+++ DATA +++
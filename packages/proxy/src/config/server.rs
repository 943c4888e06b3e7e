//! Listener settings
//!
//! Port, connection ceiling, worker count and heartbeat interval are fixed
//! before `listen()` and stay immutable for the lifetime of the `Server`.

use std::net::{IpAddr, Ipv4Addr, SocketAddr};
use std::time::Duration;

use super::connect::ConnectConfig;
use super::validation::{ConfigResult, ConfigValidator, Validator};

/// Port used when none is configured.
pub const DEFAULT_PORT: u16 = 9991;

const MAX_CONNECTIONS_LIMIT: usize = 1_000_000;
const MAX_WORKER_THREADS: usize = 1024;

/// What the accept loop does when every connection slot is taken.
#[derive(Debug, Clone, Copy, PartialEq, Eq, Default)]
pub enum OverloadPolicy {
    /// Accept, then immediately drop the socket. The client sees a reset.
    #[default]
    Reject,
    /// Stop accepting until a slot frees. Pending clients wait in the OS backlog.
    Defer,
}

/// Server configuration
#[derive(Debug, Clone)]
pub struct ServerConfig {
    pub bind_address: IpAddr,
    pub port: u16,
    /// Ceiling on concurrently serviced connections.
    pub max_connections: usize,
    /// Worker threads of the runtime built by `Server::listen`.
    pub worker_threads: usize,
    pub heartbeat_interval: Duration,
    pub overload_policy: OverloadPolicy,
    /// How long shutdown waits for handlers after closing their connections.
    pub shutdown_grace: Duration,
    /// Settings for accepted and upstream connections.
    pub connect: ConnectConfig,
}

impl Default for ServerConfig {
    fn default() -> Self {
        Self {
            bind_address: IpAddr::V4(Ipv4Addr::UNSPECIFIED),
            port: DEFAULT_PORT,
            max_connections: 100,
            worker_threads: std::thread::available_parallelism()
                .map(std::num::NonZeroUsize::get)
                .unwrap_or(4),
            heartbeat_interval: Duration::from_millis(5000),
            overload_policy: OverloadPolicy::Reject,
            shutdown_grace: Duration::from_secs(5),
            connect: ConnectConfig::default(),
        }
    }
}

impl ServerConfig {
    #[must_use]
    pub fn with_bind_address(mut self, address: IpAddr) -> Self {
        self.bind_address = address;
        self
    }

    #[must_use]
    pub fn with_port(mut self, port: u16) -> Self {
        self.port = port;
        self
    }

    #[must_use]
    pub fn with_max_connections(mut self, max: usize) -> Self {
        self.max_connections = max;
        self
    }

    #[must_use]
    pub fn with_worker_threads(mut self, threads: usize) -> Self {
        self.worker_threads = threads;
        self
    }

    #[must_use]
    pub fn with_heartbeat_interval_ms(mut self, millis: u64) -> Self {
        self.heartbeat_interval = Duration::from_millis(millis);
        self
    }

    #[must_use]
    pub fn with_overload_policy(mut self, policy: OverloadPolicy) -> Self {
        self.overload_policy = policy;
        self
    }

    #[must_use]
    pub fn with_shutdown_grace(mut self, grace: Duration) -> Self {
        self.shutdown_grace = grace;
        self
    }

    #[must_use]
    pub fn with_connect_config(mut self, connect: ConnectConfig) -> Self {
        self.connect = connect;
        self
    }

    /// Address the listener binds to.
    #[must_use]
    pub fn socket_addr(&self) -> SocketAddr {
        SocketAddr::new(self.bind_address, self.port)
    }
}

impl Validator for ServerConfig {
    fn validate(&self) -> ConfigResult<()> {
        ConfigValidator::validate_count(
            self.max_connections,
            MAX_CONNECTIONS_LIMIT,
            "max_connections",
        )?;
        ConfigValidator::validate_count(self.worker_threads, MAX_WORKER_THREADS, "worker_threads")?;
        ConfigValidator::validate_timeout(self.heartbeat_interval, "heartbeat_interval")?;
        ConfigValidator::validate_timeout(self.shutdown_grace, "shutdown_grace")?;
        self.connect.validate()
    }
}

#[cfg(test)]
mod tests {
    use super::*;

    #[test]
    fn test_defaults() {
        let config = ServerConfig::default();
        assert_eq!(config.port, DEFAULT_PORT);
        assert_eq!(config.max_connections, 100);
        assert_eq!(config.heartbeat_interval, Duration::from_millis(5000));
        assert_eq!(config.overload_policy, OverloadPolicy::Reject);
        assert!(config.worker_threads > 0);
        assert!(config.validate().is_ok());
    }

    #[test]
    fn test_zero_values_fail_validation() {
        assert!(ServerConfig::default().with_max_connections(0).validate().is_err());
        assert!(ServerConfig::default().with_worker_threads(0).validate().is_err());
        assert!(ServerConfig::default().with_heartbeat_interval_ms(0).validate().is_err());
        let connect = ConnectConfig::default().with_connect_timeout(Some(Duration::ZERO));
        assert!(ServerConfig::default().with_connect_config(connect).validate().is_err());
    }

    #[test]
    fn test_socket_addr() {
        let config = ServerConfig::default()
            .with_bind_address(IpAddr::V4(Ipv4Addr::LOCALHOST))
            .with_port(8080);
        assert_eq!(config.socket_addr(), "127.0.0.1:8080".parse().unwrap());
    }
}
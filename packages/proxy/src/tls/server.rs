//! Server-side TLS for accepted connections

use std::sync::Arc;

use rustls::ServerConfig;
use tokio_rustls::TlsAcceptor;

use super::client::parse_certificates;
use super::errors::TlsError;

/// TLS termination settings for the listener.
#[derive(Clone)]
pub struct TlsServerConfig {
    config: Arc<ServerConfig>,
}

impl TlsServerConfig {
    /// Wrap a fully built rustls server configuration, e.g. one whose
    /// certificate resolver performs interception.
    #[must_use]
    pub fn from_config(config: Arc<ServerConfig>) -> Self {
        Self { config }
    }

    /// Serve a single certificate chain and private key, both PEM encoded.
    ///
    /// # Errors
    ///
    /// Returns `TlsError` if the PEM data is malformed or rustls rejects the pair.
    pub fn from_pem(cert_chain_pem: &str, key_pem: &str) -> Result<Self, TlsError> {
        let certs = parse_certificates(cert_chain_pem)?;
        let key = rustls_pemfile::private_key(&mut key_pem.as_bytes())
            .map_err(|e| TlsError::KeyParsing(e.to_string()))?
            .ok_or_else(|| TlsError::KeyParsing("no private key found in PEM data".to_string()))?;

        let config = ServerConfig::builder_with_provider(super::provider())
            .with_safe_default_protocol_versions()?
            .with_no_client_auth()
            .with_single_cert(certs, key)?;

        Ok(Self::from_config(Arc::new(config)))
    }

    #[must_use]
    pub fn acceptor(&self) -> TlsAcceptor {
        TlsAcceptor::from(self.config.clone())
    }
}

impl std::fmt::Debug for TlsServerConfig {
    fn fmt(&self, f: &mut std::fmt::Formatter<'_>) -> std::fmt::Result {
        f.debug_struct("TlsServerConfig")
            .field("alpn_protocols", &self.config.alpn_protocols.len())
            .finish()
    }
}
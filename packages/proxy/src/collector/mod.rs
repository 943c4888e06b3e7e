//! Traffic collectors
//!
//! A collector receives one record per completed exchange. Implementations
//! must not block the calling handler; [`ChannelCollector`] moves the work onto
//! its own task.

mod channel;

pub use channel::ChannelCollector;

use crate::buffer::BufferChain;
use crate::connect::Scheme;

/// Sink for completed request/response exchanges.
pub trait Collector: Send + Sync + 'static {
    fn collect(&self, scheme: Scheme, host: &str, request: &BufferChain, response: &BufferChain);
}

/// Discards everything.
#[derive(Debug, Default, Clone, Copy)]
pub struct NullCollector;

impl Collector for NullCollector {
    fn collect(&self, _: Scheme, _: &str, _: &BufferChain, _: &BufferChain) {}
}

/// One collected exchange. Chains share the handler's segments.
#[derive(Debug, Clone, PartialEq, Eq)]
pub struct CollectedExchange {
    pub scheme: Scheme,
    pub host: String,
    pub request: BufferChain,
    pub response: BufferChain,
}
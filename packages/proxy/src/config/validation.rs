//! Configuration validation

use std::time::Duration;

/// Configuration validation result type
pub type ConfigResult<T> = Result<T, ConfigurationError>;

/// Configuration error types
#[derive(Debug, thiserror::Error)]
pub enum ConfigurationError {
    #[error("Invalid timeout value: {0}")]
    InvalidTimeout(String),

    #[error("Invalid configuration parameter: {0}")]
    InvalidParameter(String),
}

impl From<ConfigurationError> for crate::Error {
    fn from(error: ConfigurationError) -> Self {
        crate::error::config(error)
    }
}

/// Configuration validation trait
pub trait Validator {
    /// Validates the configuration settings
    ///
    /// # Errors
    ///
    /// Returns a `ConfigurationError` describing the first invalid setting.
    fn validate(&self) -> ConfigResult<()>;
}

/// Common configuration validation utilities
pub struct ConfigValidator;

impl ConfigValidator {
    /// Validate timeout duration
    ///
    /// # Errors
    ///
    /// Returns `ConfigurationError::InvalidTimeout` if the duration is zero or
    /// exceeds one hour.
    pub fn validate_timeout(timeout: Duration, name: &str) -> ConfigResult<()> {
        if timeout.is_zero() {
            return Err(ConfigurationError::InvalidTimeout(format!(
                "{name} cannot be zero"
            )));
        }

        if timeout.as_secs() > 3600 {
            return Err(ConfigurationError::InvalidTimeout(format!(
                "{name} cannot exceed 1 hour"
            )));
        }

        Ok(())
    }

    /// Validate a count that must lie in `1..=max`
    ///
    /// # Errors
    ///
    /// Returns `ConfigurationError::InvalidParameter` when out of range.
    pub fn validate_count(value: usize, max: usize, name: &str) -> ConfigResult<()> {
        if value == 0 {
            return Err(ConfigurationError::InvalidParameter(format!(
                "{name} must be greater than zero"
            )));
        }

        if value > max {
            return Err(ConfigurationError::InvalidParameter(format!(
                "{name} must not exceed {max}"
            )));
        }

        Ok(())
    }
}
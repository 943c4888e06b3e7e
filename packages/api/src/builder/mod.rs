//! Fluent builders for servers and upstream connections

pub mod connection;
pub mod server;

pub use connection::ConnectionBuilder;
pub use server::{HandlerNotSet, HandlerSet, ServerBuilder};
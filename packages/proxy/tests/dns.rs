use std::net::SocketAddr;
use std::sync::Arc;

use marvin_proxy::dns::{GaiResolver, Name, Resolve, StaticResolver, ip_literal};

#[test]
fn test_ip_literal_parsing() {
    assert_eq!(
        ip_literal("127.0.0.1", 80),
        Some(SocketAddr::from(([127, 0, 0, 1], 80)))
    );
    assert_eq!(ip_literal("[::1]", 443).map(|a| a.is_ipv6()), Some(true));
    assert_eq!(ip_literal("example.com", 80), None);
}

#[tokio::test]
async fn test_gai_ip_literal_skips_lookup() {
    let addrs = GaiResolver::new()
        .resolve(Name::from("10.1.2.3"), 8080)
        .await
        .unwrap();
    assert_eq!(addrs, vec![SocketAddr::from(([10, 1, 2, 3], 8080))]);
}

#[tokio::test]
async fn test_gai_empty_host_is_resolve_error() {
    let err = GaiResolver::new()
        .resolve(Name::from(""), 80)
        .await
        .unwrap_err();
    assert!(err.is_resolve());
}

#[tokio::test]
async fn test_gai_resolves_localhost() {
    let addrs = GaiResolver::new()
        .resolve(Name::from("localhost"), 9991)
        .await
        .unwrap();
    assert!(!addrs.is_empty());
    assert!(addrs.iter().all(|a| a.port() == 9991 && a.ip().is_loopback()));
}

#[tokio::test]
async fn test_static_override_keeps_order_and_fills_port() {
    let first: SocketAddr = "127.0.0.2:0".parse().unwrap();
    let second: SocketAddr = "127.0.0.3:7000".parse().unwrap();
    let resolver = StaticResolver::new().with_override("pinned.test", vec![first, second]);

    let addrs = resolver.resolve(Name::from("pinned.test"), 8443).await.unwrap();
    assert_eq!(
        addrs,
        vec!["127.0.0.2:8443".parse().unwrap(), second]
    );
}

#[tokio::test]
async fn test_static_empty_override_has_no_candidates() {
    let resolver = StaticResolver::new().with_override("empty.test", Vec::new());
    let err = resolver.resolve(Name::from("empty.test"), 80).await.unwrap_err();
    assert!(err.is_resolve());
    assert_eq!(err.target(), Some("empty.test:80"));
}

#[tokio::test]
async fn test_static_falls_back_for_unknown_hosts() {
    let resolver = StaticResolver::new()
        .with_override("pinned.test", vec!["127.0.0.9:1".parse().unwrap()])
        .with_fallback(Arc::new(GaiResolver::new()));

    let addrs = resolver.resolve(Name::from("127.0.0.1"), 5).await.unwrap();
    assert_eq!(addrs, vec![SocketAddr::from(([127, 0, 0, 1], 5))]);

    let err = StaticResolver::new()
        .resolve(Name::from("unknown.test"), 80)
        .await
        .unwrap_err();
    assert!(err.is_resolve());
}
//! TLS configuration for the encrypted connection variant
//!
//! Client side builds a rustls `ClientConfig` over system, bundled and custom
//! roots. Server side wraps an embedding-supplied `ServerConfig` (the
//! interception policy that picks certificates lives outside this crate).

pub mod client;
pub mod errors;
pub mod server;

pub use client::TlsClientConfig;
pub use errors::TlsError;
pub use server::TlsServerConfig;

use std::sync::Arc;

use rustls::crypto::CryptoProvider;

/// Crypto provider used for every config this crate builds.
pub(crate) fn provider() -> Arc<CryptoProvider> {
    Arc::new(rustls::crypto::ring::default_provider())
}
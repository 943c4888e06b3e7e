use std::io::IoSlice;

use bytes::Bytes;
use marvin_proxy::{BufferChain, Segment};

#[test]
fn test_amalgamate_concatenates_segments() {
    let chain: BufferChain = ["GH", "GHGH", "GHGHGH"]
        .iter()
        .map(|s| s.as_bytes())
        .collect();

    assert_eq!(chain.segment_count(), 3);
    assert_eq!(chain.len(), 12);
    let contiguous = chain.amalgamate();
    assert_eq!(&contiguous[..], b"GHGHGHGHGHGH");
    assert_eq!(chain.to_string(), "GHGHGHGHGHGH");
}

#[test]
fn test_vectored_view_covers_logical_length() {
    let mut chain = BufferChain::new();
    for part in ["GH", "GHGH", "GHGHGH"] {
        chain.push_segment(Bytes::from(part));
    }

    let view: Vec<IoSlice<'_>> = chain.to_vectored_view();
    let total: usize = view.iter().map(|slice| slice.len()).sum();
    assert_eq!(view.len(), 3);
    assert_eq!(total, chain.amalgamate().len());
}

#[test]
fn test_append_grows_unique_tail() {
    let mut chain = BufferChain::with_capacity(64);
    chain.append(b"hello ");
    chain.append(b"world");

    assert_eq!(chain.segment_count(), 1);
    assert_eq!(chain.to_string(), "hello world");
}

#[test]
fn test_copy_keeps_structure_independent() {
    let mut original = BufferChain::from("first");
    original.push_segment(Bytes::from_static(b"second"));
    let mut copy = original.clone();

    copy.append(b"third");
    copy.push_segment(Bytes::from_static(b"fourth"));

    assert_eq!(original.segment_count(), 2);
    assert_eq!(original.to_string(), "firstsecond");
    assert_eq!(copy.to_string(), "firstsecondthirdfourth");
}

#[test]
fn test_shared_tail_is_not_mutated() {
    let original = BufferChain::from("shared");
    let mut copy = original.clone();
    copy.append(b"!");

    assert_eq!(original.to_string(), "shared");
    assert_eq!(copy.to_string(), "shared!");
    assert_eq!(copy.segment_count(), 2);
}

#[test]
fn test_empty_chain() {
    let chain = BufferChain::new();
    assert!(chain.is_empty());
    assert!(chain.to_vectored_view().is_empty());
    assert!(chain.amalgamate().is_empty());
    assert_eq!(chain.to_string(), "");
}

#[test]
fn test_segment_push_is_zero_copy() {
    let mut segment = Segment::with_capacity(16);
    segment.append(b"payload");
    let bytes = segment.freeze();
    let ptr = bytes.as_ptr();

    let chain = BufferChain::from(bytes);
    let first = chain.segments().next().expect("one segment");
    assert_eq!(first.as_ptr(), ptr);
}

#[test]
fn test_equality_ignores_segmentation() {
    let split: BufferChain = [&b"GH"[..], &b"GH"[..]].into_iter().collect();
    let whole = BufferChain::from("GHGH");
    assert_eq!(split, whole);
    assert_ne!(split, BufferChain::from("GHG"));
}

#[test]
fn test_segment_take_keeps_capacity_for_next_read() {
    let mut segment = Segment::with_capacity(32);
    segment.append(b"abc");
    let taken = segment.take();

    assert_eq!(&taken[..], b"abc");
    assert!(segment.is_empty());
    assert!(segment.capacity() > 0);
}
+++
[TRY IT]:
Reproduce exactly, and only, the part of the listing above that begins at the line with "for the listener." and goes on through the line with "rejects the pair.".

[YOUR RESPONSE]:
/// TLS termination settings for the listener.
#[derive(Clone)]
pub struct TlsServerConfig {
    config: Arc<ServerConfig>,
}

impl TlsServerConfig {
    /// Wrap a fully built rustls server configuration, e.g. one whose
    /// certificate resolver performs interception.
    #[must_use]
    pub fn from_config(config: Arc<ServerConfig>) -> Self {
        Self { config }
    }

    /// Serve a single certificate chain and private key, both PEM encoded.
    ///
    /// # Errors
    ///
    /// Returns `TlsError` if the PEM data is malformed or rustls rejects the pair.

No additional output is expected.